Module integrity 

On-disk integrity check (M11 #90).

IntegrityReport is the structured output of crate::pager::Pager-level walks that verify every documented invariant of the .obj file format. The public driver lives in the obj crate (obj::Db::integrity_check); this module hosts the data types and the obj-core-internal helpers that do the heavy lifting.

Power-of-ten posture

• Rule 2. Every walk is bounded by page_count (the page- reachability sweep), crate::btree::MAX_BTREE_DEPTH (the B-tree descent), or crate::btree::MAX_RANGE_NODES (the B-tree iteration).
• Rule 4. Each entry point is short; the implementation factors per-tree / per-index helpers.
• Rule 7. No unwrap / expect on the production path. I/O failures bubble up via Result::Err; invariant violations are recorded into the report’s failures vector and the walk continues.
• Rule 9. No dyn: every helper is generic over F: FileBackend (no trait-object dispatch on the hot path).

Structs

IntegrityReport

Structured result of an integrity check.

TreeContext

Snapshot of the on-disk shape needed to walk a single B-tree. Used by the obj layer’s wrapper to thread per-tree context (label, root) into the obj-core helper.

Enums

IntegrityFailure

Categorical reasons an integrity walk records a failure. Every variant carries the locus of the problem (page id, collection, index name, document id) so an operator can root-cause without re-running the check.

Functions

check_catalog_pointers

Confirm the catalog descriptor’s primary_root + each Active index’s root_page_id point at pages within 1..page_count.
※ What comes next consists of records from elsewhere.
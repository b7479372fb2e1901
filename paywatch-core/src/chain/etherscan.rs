use super::{
    ChainError, ChainService, RateGate, TokenBalance, Transfer, is_evm_address, scale_token_amount,
};
use async_trait::async_trait;
use paywatch_sdk::objects::ChainType;
use std::sync::Arc;
use std::time::Duration;
use tracing::{debug, warn};

/// Stablecoin contracts watched on one EVM chain.
#[derive(Debug, Clone, Copy, PartialEq, Eq)]
struct TokenContracts {
    usdt: (&'static str, u32),
    usdc: (&'static str, u32),
}

const fn contracts_for(chain: ChainType) -> Option<TokenContracts> {
    match chain {
        ChainType::Erc20 => Some(TokenContracts {
            usdt: ("0xdac17f958d2ee523a2206206994597c13d831ec7", 6),
            usdc: ("0xA0b86991c6218b36c1d19D4a2e9Eb0cE3606eB48", 6),
        }),
        ChainType::Bep20 => Some(TokenContracts {
            usdt: ("0x55d398326f99059fF775485246999027B3197955", 18),
            usdc: ("0x8AC76a51cc950d9822D68b83fE1Ad97B32Cd580d", 18),
        }),
        ChainType::Polygon => Some(TokenContracts {
            usdt: ("0xc2132D05D31c914a87C6611C10748AEb04B58e8F", 6),
            usdc: ("0x2791Bca1f2de4661ED88A30C99A7a9449Aa84174", 6),
        }),
        ChainType::Arbitrum => Some(TokenContracts {
            usdt: ("0xFd086bC7CD5C481DCC9C85ebE478A1C0b69FCbb9", 6),
            usdc: ("0xaf88d065e77c8cC2239327C5EDb3A432268e5831", 6),
        }),
        ChainType::Trc20 | ChainType::Solana => None,
    }
}

/// USDT/USDC client for EVM chains through the Etherscan v2 multichain API.
///
/// One instance serves one chain; instances for different chains can share
/// a [`reqwest::Client`] and rate gate through [`EtherScanClient::for_chains`].
pub struct EtherScanClient {
    chain: ChainType,
    chain_id: u64,
    contracts: TokenContracts,
    api_key: String,
    http_client: reqwest::Client,
    gate: Arc<RateGate>,
}

impl EtherScanClient {
    const API_URL: &str = "https://api.etherscan.io/v2/api";

    pub fn new(chain: ChainType, api_key: String) -> Result<Self, ChainError> {
        let http_client = reqwest::Client::builder()
            .timeout(Duration::from_secs(30))
            .build()
            .unwrap_or_else(|_| reqwest::Client::new());
        Self::with_shared(
            chain,
            api_key,
            http_client,
            Arc::new(RateGate::new(Duration::from_secs(1))),
        )
    }

    /// One client per chain, sharing the key's rate limit.
    pub fn for_chains(chains: &[ChainType], api_key: &str) -> Result<Vec<Self>, ChainError> {
        let http_client = reqwest::Client::builder()
            .timeout(Duration::from_secs(30))
            .build()
            .unwrap_or_else(|_| reqwest::Client::new());
        let gate = Arc::new(RateGate::new(Duration::from_millis(350)));
        chains
            .iter()
            .map(|chain| {
                Self::with_shared(*chain, api_key.to_string(), http_client.clone(), gate.clone())
            })
            .collect()
    }

    fn with_shared(
        chain: ChainType,
        api_key: String,
        http_client: reqwest::Client,
        gate: Arc<RateGate>,
    ) -> Result<Self, ChainError> {
        let (Some(chain_id), Some(contracts)) = (chain.evm_chain_id(), contracts_for(chain)) else {
            return Err(ChainError::Unsupported(chain));
        };
        Ok(Self {
            chain,
            chain_id,
            contracts,
            api_key,
            http_client,
            gate,
        })
    }

    async fn call<T: serde::de::DeserializeOwned>(
        &self,
        params: &[(&str, &str)],
    ) -> Result<EtherScanResponse<T>, ChainError> {
        self.gate.wait().await;
        let chain_id = self.chain_id.to_string();
        let response = self
            .http_client
            .get(Self::API_URL)
            .query(&[("apikey", self.api_key.as_str()), ("chainid", chain_id.as_str())])
            .query(params)
            .send()
            .await?;
        if response.status() == reqwest::StatusCode::TOO_MANY_REQUESTS {
            return Err(ChainError::RateLimited {
                retry_after_secs: 2,
            });
        }
        Ok(response.json().await?)
    }

    async fn fetch_token_transfers(
        &self,
        address: &str,
        contract: &str,
    ) -> Result<Vec<EtherScanTokenTx>, ChainError> {
        let response: EtherScanResponse<serde_json::Value> = self
            .call(&[
                ("module", "account"),
                ("action", "tokentx"),
                ("contractaddress", contract),
                ("address", address),
                ("page", "1"),
                ("offset", "100"),
                ("startblock", "0"),
                ("endblock", "99999999"),
                ("sort", "desc"),
            ])
            .await?;
        if response.status != "1" {
            return response.into_empty_or_error();
        }
        serde_json::from_value(response.result)
            .map_err(|e| ChainError::Parse(format!("Invalid tokentx result: {e}")))
    }

    async fn fetch_balance(&self, address: &str, contract: (&str, u32)) -> Result<rust_decimal::Decimal, ChainError> {
        let response: EtherScanResponse<String> = self
            .call(&[
                ("module", "account"),
                ("action", "tokenbalance"),
                ("contractaddress", contract.0),
                ("address", address),
                ("tag", "latest"),
            ])
            .await?;
        if response.status != "1" {
            return Err(ChainError::Api {
                message: format!("{}: {}", response.message, response.result),
            });
        }
        scale_token_amount(&response.result, contract.1)
    }

    /// Keep transfers into `address` inside the time window. An item that
    /// cannot be parsed is logged and dropped.
    fn collect_incoming(
        address: &str,
        start_ms: i64,
        end_ms: i64,
        items: Vec<EtherScanTokenTx>,
    ) -> Vec<Transfer> {
        let mut transfers = Vec::new();
        for item in items {
            if !item.to.eq_ignore_ascii_case(address) {
                continue;
            }
            let Some(block_timestamp_ms) = item
                .time_stamp
                .parse::<i64>()
                .ok()
                .and_then(|secs| secs.checked_mul(1000))
            else {
                warn!(tx_hash = %item.hash, time_stamp = %item.time_stamp, "Skipping transfer with invalid timestamp");
                continue;
            };
            if block_timestamp_ms < start_ms || block_timestamp_ms > end_ms {
                continue;
            }
            let decimals: u32 = item.token_decimal.parse().unwrap_or(6);
            let amount = match scale_token_amount(&item.value, decimals) {
                Ok(amount) => amount,
                Err(e) => {
                    warn!(tx_hash = %item.hash, error = %e, "Skipping transfer with invalid value");
                    continue;
                }
            };
            transfers.push(Transfer {
                amount,
                hash: item.hash,
                from: item.from,
                to: item.to,
                block_timestamp_ms,
                confirmations: item.confirmations.parse().unwrap_or(0),
                status: "SUCCESS".to_string(),
                contract_address: item.contract_address,
            });
        }
        transfers
    }

    /// `USDT` or `USDC` for one of this chain's watched contracts.
    pub(super) fn symbol_for(chain: ChainType, contract: &str) -> Option<&'static str> {
        let contracts = contracts_for(chain)?;
        if contracts.usdt.0.eq_ignore_ascii_case(contract) {
            Some("USDT")
        } else if contracts.usdc.0.eq_ignore_ascii_case(contract) {
            Some("USDC")
        } else {
            None
        }
    }
}

#[async_trait]
impl ChainService for EtherScanClient {
    fn chain_type(&self) -> ChainType {
        self.chain
    }

    fn validate_address(&self, address: &str) -> bool {
        is_evm_address(address)
    }

    async fn get_transactions(
        &self,
        address: &str,
        start_ms: i64,
        end_ms: i64,
    ) -> Result<Vec<Transfer>, ChainError> {
        let mut transfers = Vec::new();
        for (contract, _) in [self.contracts.usdt, self.contracts.usdc] {
            let items = self.fetch_token_transfers(address, contract).await?;
            debug!(
                chain = %self.chain,
                address = %address,
                contract = %contract,
                fetched = items.len(),
                "Fetched token transfers"
            );
            transfers.extend(Self::collect_incoming(address, start_ms, end_ms, items));
        }
        Ok(transfers)
    }

    async fn get_token_balance(&self, address: &str) -> Result<TokenBalance, ChainError> {
        Ok(TokenBalance {
            primary: self.fetch_balance(address, self.contracts.usdt).await?,
            secondary: self.fetch_balance(address, self.contracts.usdc).await?,
        })
    }
}

#[derive(Debug, serde::Deserialize)]
struct EtherScanResponse<T> {
    status: String,
    message: String,
    result: T,
}

impl<T> EtherScanResponse<T> {
    /// Etherscan answers "no transactions" with status 0; anything else with
    /// status 0 is a real error.
    fn into_empty_or_error<U>(self) -> Result<Vec<U>, ChainError>
    where
        T: std::fmt::Debug,
    {
        if self.message.starts_with("No transactions found") {
            Ok(Vec::new())
        } else {
            Err(ChainError::Api {
                message: format!("{}: {:?}", self.message, self.result),
            })
        }
    }
}

#[derive(Debug, Clone, PartialEq, Eq, serde::Deserialize)]
#[serde(rename_all = "camelCase")]
struct EtherScanTokenTx {
    hash: String,
    time_stamp: String,
    from: String,
    to: String,
    value: String,
    contract_address: String,
    token_decimal: String,
    #[serde(default)]
    confirmations: String,
}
Records DanglingCatalogPointer failures for every miss.

check_primary_to_index

Build the set of every primary id that has AT LEAST ONE surviving index entry across the collection’s Active indexes, and emit MissingIndexEntry failures for any primary id that is NOT referenced by an index whose kind is Standard, Unique, or Composite. Each indexes are exempted — they legally reference zero entries when the source sequence is empty.

collect_primary_ids

Walk every entry in the primary B-tree of descriptor, inserting each id into primary_ids and recording any per-page failures (CRC, sort, depth) along the way. Returns the number of leaf entries scanned.

cross_reference_index

Verify every entry in an Active index B-tree (Standard, Each, Composite: the trailing 8-byte key suffix is the id; Unique: the value is the id) references a primary id that exists in the primary B-tree.

fresh_descent_stack

Helper: ensure path is the canonical descent stack shape used by the integrity walk’s caller. Re-exported for the obj crate’s per-T extension so it does not have to reimplement the HeaplessVec<PageId, MAX_BTREE_DEPTH> pattern.

quick_check

Compute the fast subset of the integrity walk: validate the file-header invariants and walk the catalog tree (and only the catalog tree), without descending into any per-collection primary or index.

walk_btree

Walk a single B-tree from ctx.root, recording any per-node invariant violations into failures and inserting every visited node page-id into reachable. Returns the number of pages this walk inspected.

walk_freelist

Walk the freelist chain starting at head, inserting every link page into reachable and recording any chain breakage into failures. Returns the number of freelist link pages walked.